*What is needed*
Pull every line that holds the word "models" from the entries.

(Records contained in a dataset)

BEGIN

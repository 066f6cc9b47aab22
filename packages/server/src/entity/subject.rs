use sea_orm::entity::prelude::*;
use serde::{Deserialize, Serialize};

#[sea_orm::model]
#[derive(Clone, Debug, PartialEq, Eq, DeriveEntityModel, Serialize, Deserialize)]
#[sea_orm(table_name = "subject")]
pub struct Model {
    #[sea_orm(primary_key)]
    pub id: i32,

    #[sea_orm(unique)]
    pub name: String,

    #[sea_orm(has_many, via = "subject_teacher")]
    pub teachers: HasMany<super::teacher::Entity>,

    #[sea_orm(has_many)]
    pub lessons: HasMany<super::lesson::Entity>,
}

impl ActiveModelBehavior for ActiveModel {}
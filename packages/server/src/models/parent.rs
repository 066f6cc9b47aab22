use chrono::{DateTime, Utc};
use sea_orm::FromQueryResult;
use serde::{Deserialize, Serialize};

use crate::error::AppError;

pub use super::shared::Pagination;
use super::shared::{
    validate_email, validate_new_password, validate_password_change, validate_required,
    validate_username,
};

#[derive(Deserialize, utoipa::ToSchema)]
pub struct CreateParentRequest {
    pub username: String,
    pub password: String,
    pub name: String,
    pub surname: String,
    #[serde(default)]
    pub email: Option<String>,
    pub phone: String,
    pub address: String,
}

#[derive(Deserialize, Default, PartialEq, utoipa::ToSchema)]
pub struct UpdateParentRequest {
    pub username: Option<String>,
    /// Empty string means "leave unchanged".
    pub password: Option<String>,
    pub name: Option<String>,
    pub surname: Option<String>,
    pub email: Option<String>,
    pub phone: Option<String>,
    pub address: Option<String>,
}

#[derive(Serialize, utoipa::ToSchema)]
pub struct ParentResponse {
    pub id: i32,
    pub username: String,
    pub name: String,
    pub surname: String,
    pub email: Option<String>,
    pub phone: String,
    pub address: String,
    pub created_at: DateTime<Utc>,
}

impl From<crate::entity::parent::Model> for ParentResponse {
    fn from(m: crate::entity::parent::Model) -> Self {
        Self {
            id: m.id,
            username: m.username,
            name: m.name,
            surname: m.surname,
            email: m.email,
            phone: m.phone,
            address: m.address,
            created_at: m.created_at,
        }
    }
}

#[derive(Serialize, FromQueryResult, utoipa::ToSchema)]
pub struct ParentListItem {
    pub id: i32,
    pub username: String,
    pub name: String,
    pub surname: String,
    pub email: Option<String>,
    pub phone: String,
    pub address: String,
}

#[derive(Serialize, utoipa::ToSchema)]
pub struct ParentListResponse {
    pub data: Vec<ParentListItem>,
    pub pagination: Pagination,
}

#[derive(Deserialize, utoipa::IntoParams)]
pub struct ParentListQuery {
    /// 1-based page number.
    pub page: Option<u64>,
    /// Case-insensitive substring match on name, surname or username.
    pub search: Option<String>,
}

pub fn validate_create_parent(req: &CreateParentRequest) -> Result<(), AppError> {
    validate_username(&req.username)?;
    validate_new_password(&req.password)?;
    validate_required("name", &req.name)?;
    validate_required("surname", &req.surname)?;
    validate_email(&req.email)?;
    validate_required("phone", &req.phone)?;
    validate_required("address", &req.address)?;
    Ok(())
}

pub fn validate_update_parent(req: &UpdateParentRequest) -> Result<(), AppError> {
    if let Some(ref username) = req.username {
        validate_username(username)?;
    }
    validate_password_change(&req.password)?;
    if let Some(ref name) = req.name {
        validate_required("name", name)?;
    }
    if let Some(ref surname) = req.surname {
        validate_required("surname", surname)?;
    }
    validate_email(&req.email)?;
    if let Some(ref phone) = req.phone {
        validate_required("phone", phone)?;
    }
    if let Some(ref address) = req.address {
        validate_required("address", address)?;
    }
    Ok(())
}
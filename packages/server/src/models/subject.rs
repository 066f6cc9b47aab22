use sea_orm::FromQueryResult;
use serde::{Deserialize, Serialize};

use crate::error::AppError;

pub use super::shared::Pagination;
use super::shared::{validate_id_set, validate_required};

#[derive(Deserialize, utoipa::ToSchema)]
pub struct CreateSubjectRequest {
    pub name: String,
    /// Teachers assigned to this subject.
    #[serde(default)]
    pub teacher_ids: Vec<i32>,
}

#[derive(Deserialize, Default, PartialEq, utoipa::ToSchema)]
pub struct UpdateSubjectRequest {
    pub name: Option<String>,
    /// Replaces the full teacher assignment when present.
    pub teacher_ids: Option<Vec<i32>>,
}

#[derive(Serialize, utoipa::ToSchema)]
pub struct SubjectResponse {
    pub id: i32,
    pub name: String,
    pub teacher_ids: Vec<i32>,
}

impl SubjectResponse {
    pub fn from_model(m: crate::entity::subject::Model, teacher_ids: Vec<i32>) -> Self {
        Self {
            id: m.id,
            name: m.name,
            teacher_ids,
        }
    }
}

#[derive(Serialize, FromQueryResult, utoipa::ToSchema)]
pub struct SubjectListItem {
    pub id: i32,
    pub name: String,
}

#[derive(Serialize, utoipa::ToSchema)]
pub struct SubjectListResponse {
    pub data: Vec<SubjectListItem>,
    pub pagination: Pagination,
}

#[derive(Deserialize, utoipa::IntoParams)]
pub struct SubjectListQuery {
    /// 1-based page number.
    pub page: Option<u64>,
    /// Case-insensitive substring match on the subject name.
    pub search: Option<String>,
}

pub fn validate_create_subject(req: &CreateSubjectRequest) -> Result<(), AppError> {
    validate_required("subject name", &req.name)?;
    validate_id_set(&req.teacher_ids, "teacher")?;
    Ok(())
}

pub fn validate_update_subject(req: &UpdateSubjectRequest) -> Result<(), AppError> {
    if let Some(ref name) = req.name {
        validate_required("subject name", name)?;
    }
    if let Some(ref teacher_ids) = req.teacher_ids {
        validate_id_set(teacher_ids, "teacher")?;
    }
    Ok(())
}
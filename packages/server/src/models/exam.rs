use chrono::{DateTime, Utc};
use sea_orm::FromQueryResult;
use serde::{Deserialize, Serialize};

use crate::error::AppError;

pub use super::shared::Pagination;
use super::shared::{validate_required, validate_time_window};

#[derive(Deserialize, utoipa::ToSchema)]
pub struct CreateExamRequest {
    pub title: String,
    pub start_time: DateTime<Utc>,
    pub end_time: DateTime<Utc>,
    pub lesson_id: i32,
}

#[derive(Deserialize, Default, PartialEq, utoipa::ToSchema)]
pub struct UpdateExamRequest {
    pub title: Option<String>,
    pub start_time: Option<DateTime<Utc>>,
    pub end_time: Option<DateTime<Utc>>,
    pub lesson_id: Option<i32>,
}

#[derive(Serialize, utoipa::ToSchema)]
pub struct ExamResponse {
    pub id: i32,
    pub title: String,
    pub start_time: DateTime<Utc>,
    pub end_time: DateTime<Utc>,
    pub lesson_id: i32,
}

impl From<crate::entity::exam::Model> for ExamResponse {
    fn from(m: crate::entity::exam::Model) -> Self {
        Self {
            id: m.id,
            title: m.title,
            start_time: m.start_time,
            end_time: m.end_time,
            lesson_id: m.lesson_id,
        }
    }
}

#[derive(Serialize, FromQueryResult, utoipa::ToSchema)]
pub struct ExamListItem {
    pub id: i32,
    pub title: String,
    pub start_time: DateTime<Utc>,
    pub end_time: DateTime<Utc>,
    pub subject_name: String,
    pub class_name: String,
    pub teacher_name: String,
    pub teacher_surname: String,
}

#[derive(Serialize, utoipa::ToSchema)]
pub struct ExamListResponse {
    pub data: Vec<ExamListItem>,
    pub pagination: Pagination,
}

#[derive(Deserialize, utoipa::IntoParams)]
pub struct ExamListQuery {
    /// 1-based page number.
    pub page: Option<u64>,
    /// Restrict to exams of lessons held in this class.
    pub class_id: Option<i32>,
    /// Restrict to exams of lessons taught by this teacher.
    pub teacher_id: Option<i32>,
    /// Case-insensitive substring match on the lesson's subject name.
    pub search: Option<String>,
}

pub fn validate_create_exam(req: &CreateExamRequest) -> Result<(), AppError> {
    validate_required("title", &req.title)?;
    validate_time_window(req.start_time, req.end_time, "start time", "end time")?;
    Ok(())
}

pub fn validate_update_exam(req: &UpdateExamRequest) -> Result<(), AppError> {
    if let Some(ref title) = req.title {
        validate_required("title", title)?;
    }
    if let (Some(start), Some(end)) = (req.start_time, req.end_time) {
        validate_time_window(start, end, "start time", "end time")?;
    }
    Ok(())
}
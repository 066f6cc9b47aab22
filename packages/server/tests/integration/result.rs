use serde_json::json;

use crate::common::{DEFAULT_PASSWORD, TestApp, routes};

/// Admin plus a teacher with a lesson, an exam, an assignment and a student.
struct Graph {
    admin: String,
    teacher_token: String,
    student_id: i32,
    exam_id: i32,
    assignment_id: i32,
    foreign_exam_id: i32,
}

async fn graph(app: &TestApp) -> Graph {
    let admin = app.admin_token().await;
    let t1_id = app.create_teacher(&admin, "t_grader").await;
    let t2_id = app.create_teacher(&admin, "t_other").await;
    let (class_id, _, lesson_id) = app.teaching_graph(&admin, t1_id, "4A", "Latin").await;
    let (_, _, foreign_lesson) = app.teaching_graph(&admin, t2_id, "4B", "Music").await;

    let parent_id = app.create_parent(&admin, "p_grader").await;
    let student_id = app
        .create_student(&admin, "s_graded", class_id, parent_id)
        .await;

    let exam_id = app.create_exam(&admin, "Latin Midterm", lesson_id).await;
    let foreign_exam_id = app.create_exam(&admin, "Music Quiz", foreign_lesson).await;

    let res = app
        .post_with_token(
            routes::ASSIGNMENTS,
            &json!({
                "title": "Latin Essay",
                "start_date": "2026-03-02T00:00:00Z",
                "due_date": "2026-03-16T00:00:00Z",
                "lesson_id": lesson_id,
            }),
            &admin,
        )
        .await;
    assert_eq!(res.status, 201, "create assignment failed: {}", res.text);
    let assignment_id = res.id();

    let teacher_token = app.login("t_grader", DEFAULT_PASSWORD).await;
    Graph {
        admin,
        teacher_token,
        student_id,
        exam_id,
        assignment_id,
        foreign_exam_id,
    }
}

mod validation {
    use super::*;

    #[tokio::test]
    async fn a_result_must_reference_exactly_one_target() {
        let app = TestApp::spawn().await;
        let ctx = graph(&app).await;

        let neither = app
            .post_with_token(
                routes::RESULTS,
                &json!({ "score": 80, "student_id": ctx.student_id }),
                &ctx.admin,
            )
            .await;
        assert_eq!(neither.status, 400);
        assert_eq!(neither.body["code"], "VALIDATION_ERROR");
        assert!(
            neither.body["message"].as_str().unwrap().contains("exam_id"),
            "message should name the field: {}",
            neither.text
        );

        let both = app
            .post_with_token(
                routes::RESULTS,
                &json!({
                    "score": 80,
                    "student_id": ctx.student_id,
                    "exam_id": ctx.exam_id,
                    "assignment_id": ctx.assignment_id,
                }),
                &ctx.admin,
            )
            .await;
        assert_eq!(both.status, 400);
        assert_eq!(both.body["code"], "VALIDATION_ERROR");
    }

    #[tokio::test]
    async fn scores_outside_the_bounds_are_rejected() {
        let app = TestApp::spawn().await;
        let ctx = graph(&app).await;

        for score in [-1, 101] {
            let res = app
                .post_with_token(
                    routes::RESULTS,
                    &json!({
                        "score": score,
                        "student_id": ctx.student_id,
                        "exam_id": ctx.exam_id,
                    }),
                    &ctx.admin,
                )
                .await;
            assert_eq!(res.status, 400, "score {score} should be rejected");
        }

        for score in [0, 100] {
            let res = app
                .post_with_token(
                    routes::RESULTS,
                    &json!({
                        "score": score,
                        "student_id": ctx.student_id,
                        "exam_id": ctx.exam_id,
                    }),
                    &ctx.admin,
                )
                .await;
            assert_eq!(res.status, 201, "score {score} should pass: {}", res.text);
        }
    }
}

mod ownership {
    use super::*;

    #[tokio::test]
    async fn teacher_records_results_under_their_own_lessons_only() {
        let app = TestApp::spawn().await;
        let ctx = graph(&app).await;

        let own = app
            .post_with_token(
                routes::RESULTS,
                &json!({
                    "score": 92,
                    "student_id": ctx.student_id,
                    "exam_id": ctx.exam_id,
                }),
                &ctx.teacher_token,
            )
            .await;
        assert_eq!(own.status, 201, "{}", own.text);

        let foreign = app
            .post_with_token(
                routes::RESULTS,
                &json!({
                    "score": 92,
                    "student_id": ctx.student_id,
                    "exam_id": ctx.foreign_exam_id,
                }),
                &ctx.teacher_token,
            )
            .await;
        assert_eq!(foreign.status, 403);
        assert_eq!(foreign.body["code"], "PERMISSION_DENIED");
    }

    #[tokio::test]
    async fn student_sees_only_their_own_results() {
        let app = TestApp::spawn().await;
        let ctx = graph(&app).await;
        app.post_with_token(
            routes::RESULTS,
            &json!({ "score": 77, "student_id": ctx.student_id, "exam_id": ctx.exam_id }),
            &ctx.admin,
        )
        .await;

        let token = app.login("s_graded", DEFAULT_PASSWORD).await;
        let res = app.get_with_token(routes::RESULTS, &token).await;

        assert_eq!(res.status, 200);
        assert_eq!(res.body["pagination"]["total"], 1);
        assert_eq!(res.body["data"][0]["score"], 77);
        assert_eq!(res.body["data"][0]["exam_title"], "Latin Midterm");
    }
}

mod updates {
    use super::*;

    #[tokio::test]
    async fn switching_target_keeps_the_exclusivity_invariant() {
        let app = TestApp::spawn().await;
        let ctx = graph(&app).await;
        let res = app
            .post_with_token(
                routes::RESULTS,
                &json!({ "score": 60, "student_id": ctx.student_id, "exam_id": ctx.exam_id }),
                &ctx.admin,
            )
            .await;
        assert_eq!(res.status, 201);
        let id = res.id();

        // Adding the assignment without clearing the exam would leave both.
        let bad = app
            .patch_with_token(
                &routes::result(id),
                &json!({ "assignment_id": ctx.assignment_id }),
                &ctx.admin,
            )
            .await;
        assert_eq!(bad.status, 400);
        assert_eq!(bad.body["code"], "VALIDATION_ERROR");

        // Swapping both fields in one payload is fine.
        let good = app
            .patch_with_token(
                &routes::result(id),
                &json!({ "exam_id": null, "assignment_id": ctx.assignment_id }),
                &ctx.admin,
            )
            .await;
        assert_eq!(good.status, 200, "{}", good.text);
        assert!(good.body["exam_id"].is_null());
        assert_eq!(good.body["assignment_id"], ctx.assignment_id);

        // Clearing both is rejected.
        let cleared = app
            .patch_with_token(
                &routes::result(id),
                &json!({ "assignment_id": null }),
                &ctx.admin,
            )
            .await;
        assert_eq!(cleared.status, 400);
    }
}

END

*Finished task*
filename packages/server/src/models/parent.rs
filename packages/server/src/models/subject.rs
filename packages/server/src/models/exam.rs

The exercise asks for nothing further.